United States District Court, D. Colorado

June 3, 2014

CHARLIE A. DANIELS, Warden Respondent.


RAYMOND P. MOORE, District Judge.

This matter is before the Court on U.S. Magistrate Judge Boyd N. Boland's Recommendation ("Recommendation") (ECF No. 29) that this Court deny Petitioner Tyrone Richard Allen's Application for Writ of Habeas Corpus Pursuant to 28 U.S.C. § 2241 (the "Application"). Mr. Allen ("Petitioner") filed timely Objections to the Recommendation (the "Objections"). (ECF No. 32.) For the reasons stated below, the Objections are OVERRULED, the Recommendation is ADOPTED, and the Application is hereby DENIED.


A § 2241 habeas proceeding is "an attack by a person in custody upon the legality of that custody, and... the traditional function of the writ is to secure release from illegal custody." McIntosh v. U.S. Parole Comm'n, 115 F.3d 809, 811 (10th Cir.1997) (quoting Preiser v. Rodriguez, 411 U.S. 475, 484 (1973)) (internal quotation marks omitted). "A motion pursuant to § 2241 generally... [includes] such matters as the administration of parole, computation of a prisoner's sentence by prison officials, prison disciplinary actions, prison transfers, type of detention and prison conditions." Hernandez v. Davis, 2008 WL 2955856, at *7 (D.Colo. July 30, 2008) (quoting Jiminian v. Nash, 245 F.3d 144, 146 (2d Cir. 2001)) (internal quotations omitted). "A[n] [application] under 28 U.S.C. § 2241 attacks the execution of a sentence rather than its validity...." Bradshaw v. Story, 86 F.3d 164, 166 (10th Cir.1996).

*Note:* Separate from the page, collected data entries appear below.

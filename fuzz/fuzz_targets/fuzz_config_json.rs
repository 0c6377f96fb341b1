//! Fuzz target: `ControlConfig::from_json`
//!
//! Feeds arbitrary bytes to the JSON override loader and verifies:
//! - No panics on malformed or hostile input
//! - Anything accepted also passes `validate()`
//! - An accepted config's correction window fits the sample buffer
//!
//! cargo fuzz run fuzz_config_json

#![no_main]

use greenhouse::config::{ControlConfig, MAX_WINDOW_SAMPLES};
use libfuzzer_sys::fuzz_target;

fuzz_target!(|data: &[u8]| {
    let Ok(text) = core::str::from_utf8(data) else {
        return;
    };
    if let Ok(cfg) = ControlConfig::from_json(text) {
        assert_eq!(cfg.validate(), Ok(()));
        assert!(cfg.window_samples() <= MAX_WINDOW_SAMPLES);
        assert!(cfg.daylight_start_hour < 24 && cfg.daylight_end_hour < 24);
    }
});
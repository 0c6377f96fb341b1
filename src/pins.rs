//! GPIO pin assignments for the greenhouse controller board.
//!
//! Every driver references this module rather than hard-coding pin numbers.

// ---------------------------------------------------------------------------
// Actuators (relay / MOSFET driven, active HIGH)
// ---------------------------------------------------------------------------

/// Ventilation fan relay.
pub const FAN_GPIO: i32 = 4;
/// Grow-light relay.
pub const LIGHTS_GPIO: i32 = 5;
/// PDLC smart-film driver enable. HIGH = opaque (protective).
pub const PDLC_GPIO: i32 = 6;

/// Every actuator output, configured together at boot.
pub const ACTUATOR_GPIOS: [i32; 3] = [FAN_GPIO, LIGHTS_GPIO, PDLC_GPIO];

// ---------------------------------------------------------------------------
// Status LED
// ---------------------------------------------------------------------------

/// Heartbeat LED, toggled on every processed sample.
pub const STATUS_LED_GPIO: i32 = 2;
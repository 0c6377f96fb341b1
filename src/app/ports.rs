//! Port traits: the hexagonal boundary between domain logic and the outside world.
//!
//! ```text
//!   Adapter ──▶ Port trait ──▶ EnvironmentalEngine (domain)
//! ```
//!
//! Driven adapters (GPIO switches, timers, sensor acquisition, event sinks)
//! implement these traits.  The [`EnvironmentalEngine`](super::engine::EnvironmentalEngine)
//! owns them via generics, so the domain core never touches hardware directly.

use serde::Serialize;

use crate::error::Error;

use super::reading::SensorReading;

// ───────────────────────────────────────────────────────────────
// Actuator port (driven adapter: domain → hardware)
// ───────────────────────────────────────────────────────────────

/// On/off state of a single actuator.
#[derive(Debug, Clone, Copy, Default, PartialEq, Eq, Hash, Serialize)]
#[serde(rename_all = "UPPERCASE")]
pub enum ActuatorState {
    #[default]
    Off,
    On,
}

impl ActuatorState {
    pub fn is_on(self) -> bool {
        self == Self::On
    }
}

impl From<bool> for ActuatorState {
    fn from(on: bool) -> Self {
        if on { Self::On } else { Self::Off }
    }
}

/// A single on/off device (fan, grow-lights, PDLC film).
///
/// `turn_on`/`turn_off` are idempotent, never fail (hardware faults are
/// the adapter's problem) and update `current_state` before returning.
pub trait ActuatorPort {
    fn turn_on(&mut self);

    fn turn_off(&mut self);

    /// Pure read, no side effects.
    fn current_state(&self) -> ActuatorState;
}

// ───────────────────────────────────────────────────────────────
// Correction timer port (driven adapter: domain → host scheduler)
// ───────────────────────────────────────────────────────────────

/// Identity carried by every correction timer fire.
pub type TimerToken = u32;

/// One-shot, restartable countdown.
///
/// When it elapses the host must deliver the token it was armed with to
/// [`EnvironmentalEngine::on_correction_timer`](super::engine::EnvironmentalEngine::on_correction_timer),
/// serialised with `process_reading` (same task or same lock).
pub trait CorrectionTimer {
    /// Arm the timer; re-arming replaces any pending countdown.
    ///
    /// An `Err` means no countdown is pending and no fire will arrive.
    fn arm(&mut self, token: TimerToken, period_secs: u32) -> Result<(), Error>;

    /// Drop any pending countdown.
    fn cancel(&mut self);

    fn is_armed(&self) -> bool;
}

// ───────────────────────────────────────────────────────────────
// Sensor port (driven adapter: hardware → domain)
// ───────────────────────────────────────────────────────────────

/// Acquisition-side port.  Returning `None` means "no valid reading this
/// cycle"; the caller then skips `process_reading` for that cycle.
pub trait SensorPort {
    fn read(&mut self, timestamp: i64) -> Option<SensorReading>;
}

// ───────────────────────────────────────────────────────────────
// Event sink port (driven adapter: domain → logging / telemetry)
// ───────────────────────────────────────────────────────────────

/// The domain emits structured [`AppEvent`](super::events::AppEvent)s
/// through this port.  Adapters decide where they go (serial log, HTTP
/// publisher, etc.).
pub trait EventSink {
    fn emit(&mut self, event: &super::events::AppEvent);
}
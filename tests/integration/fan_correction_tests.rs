//! Fan correction episodes driven reading by reading at 1 Hz.

use greenhouse::app::events::AppEvent;
use greenhouse::app::ports::{ActuatorState, CorrectionTimer};
use greenhouse::app::reading::SensorReading;
use greenhouse::config::ControlConfig;
use greenhouse::control::fan::{FanPhase, GiveUpReason};

use crate::mock_hw::{Greenhouse, LOCAL_MIDNIGHT};

const DRY: f32 = 40.0;

fn gave_up(g: &Greenhouse, reason: GiveUpReason) -> bool {
    g.sink
        .events
        .iter()
        .any(|e| matches!(e, AppEvent::CorrectionGaveUp(r) if *r == reason))
}

#[test]
fn readings_under_threshold_leave_fan_off() {
    let mut g = Greenhouse::new(ControlConfig::default());
    assert_eq!(g.hold(90.0, 80.0, 300), 0);
    assert_eq!(g.fan(), ActuatorState::Off);
    assert_eq!(g.engine.fan().on_count(), 0);
    assert_eq!(g.sink.starts(), 0);
}

#[test]
fn rising_then_falling_temperature_extends_then_resolves() {
    let mut g = Greenhouse::new(ControlConfig::default());

    g.step(85.0, DRY);
    g.step(88.0, DRY);
    assert_eq!(g.fan(), ActuatorState::Off);

    g.step(95.0, DRY);
    assert_eq!(g.fan(), ActuatorState::On);
    assert!(g.engine.timer().is_armed());
    assert_eq!(g.engine.fan_phase(), FanPhase::Correcting);

    // Cooling but still hot when the first window closes.
    assert_eq!(g.hold(93.0, DRY, 30), 0);
    assert_eq!(g.hold(91.0, DRY, 29), 1);
    assert_eq!(g.engine.fires_counter(), 1);
    assert_eq!(g.fan(), ActuatorState::On);
    assert!(g.engine.timer().is_armed());
    assert_eq!(g.engine.window_len(), 0);

    // Under threshold by the next fire.
    assert_eq!(g.hold(85.0, DRY, 59), 0);
    assert_eq!(g.fan(), ActuatorState::On);
    assert_eq!(g.hold(80.0, DRY, 1), 1);

    assert_eq!(g.fan(), ActuatorState::Off);
    assert_eq!(g.engine.fires_counter(), 0);
    assert_eq!(g.engine.fan_phase(), FanPhase::Idle);
    assert!(!g.engine.timer().is_armed());
    assert_eq!(
        g.engine.fan().calls,
        [ActuatorState::Off, ActuatorState::On, ActuatorState::Off]
    );
    assert_eq!(
        g.sink.count(|e| matches!(e, AppEvent::CorrectionResolved)),
        1
    );
}

#[test]
fn flat_temperature_gives_up_at_first_fire() {
    let mut g = Greenhouse::new(ControlConfig::default());
    g.step(95.0, DRY);
    assert_eq!(g.hold(95.0, DRY, 59), 1);

    assert_eq!(g.fan(), ActuatorState::Off);
    assert!(gave_up(&g, GiveUpReason::SlopeUnfavorable));
    // Give-up time is the latest reading's timestamp.
    assert_eq!(g.engine.last_giveup(), Some(LOCAL_MIDNIGHT + 59));
}

#[test]
fn second_episode_inside_cooldown_does_not_start() {
    let mut g = Greenhouse::new(ControlConfig::default());
    g.step(95.0, DRY);
    g.hold(95.0, DRY, 59);
    let giveup = g.engine.last_giveup().unwrap();

    // Cool spell, then a second heat episode within the hour.
    g.hold(70.0, DRY, 300);
    assert_eq!(g.hold(99.0, DRY, 600), 0);
    assert_eq!(g.fan(), ActuatorState::Off);
    assert_eq!(g.sink.starts(), 1);

    g.now = giveup + 3599;
    g.step(99.0, DRY);
    assert_eq!(g.fan(), ActuatorState::Off);

    g.step(99.0, DRY);
    assert_eq!(g.now - 1, giveup + 3600);
    assert_eq!(g.fan(), ActuatorState::On);
    assert_eq!(g.sink.starts(), 2);
}

#[test]
fn retries_are_bounded_then_cooldown_holds() {
    let cfg = ControlConfig::default();
    let max_retries = cfg.max_retries;
    let mut g = Greenhouse::new(cfg);

    let mut temperature = 150.0_f32;
    let mut max_seen = 0;
    for _ in 0..1_000 {
        g.step(temperature, DRY);
        temperature -= 0.05;
        max_seen = max_seen.max(g.engine.fires_counter());
        if g.engine.last_giveup().is_some() {
            break;
        }
        assert_eq!(g.fan(), ActuatorState::On);
    }

    assert_eq!(max_seen, max_retries);
    assert_eq!(g.fires, max_retries as usize + 1);
    assert!(gave_up(&g, GiveUpReason::RetriesExhausted));
    assert_eq!(g.fan(), ActuatorState::Off);
    assert_eq!(g.engine.fires_counter(), 0);

    // Still hot, but inside the cool-down.
    g.hold(140.0, DRY, 1_800);
    assert_eq!(g.fan(), ActuatorState::Off);
}

#[test]
fn humidity_only_breach_uses_humidity_slope() {
    let mut g = Greenhouse::new(ControlConfig::default());
    // Temperature creeps up (still under threshold) while humidity falls.
    let fired = (0..60)
        .filter(|&i| g.step(60.0 + i as f32 * 0.1, 95.0 - i as f32 * 0.1))
        .count();
    assert_eq!(fired, 1);
    assert_eq!(g.engine.fires_counter(), 1);
    assert_eq!(g.fan(), ActuatorState::On);
}

#[test]
fn double_breach_needs_both_slopes_falling() {
    let mut g = Greenhouse::new(ControlConfig::default());
    let fired = (0..60)
        .filter(|&i| g.step(120.0 - i as f32 * 0.1, 85.0 + i as f32 * 0.1))
        .count();
    assert_eq!(fired, 1);
    assert!(gave_up(&g, GiveUpReason::SlopeUnfavorable));
    assert_eq!(g.fan(), ActuatorState::Off);
}

#[test]
fn single_sample_window_is_unfavorable() {
    let mut g = Greenhouse::new(ControlConfig::default());
    g.step(95.0, DRY);
    g.fire_now();

    assert!(gave_up(&g, GiveUpReason::SlopeUnfavorable));
    assert_eq!(g.fan(), ActuatorState::Off);
    assert!(!g.engine.timer().is_armed());
}

#[test]
fn samples_past_capacity_are_dropped() {
    let mut g = Greenhouse::new(ControlConfig::default());
    let reading = |t: f32, ts: i64| SensorReading {
        temperature_c: t,
        humidity_pct: DRY,
        timestamp: ts,
        ..SensorReading::default()
    };

    // Feed the engine directly so the timer never expires mid-window.
    g.engine.process_reading(reading(95.0, 0), &mut g.sink);
    for ts in 1..60 {
        g.engine.process_reading(reading(94.0, ts), &mut g.sink);
    }
    for ts in 60..100 {
        g.engine.process_reading(reading(200.0, ts), &mut g.sink);
    }
    assert_eq!(g.engine.window_len(), 60);

    // Slope spans the retained 95 -> 94 window, not the dropped spike.
    g.fire_now();
    assert_eq!(g.engine.fires_counter(), 1);
    assert_eq!(g.fan(), ActuatorState::On);
}

#[test]
fn timer_that_never_starts_keeps_fan_off() {
    let mut g = Greenhouse::new(ControlConfig::default());
    g.engine.timer_mut().set_start_failure(true);

    // Six hours at 95 °C.
    assert_eq!(g.hold(95.0, DRY, 6 * 3600), 0);

    assert_eq!(g.fan(), ActuatorState::Off);
    assert_eq!(g.engine.fan().on_count(), 0);
    assert_eq!(g.engine.fan_phase(), FanPhase::Idle);
    assert!(!g.engine.timer().is_armed());
    assert_eq!(g.sink.starts(), 0);
    assert_eq!(g.engine.last_giveup(), None);

    // Once the timer recovers the next hot reading starts an attempt.
    g.engine.timer_mut().set_start_failure(false);
    g.step(95.0, DRY);
    assert_eq!(g.fan(), ActuatorState::On);
    assert_eq!(g.sink.starts(), 1);
}

#[test]
fn failed_rearm_gives_up_with_cooldown() {
    let mut g = Greenhouse::new(ControlConfig::default());
    g.step(95.0, DRY);
    assert_eq!(g.hold(93.0, DRY, 30), 0);

    g.engine.timer_mut().set_start_failure(true);
    assert_eq!(g.hold(91.0, DRY, 29), 1);

    assert_eq!(g.fan(), ActuatorState::Off);
    assert_eq!(g.engine.fan_phase(), FanPhase::Idle);
    assert!(!g.engine.timer().is_armed());
    assert_eq!(g.engine.fires_counter(), 0);
    assert!(gave_up(&g, GiveUpReason::TimerUnavailable));
    assert_eq!(g.engine.last_giveup(), Some(LOCAL_MIDNIGHT + 59));
    assert_eq!(
        g.sink.count(|e| matches!(e, AppEvent::CorrectionExtended { .. })),
        0
    );

    // Still hot, but cooling down.
    g.engine.timer_mut().set_start_failure(false);
    assert_eq!(g.hold(95.0, DRY, 600), 0);
    assert_eq!(g.fan(), ActuatorState::Off);
    assert_eq!(
        g.engine.fan().calls,
        [ActuatorState::Off, ActuatorState::On, ActuatorState::Off]
    );
}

When a magistrate judge issues a recommendation on a dispositive matter, Federal Rule of Civil Procedure 72(b)(3) requires that the district court judge "determine de novo any part of the magistrate judge's [recommendation] that has been properly objected to." In conducting its review, "[t]he district judge may accept, reject, or modify the recommended disposition; receive further evidence; or return the matter to the magistrate judge with instructions." Fed.R.Civ.P. 72(b)(3). An objection is proper if it is filed within fourteen days of the Magistrate Judge's recommendations and specific enough to enable the "district judge to focus attention on those issues - factual and legal - that are at the heart of the parties' dispute." United States v. 2121 East 30th Street, 73 F.3d 1057, 1059 (10th Cir. 1996) (quoting Thomas v. Arn, 474 U.S. 140, 147 (1985)). In the absence of a timely and specific objection, "the district court may review a magistrate's report under any standard it deems appropriate." Summers v. Utah, 927 F.2d 1165, 1167 (10th Cir. 1991); see also Fed.R.Civ.P. 72 Advisory Committee's Note ("When no timely objection is filed, the court need only satisfy itself that there is no clear error on the face of the record in order to accept the recommendation.").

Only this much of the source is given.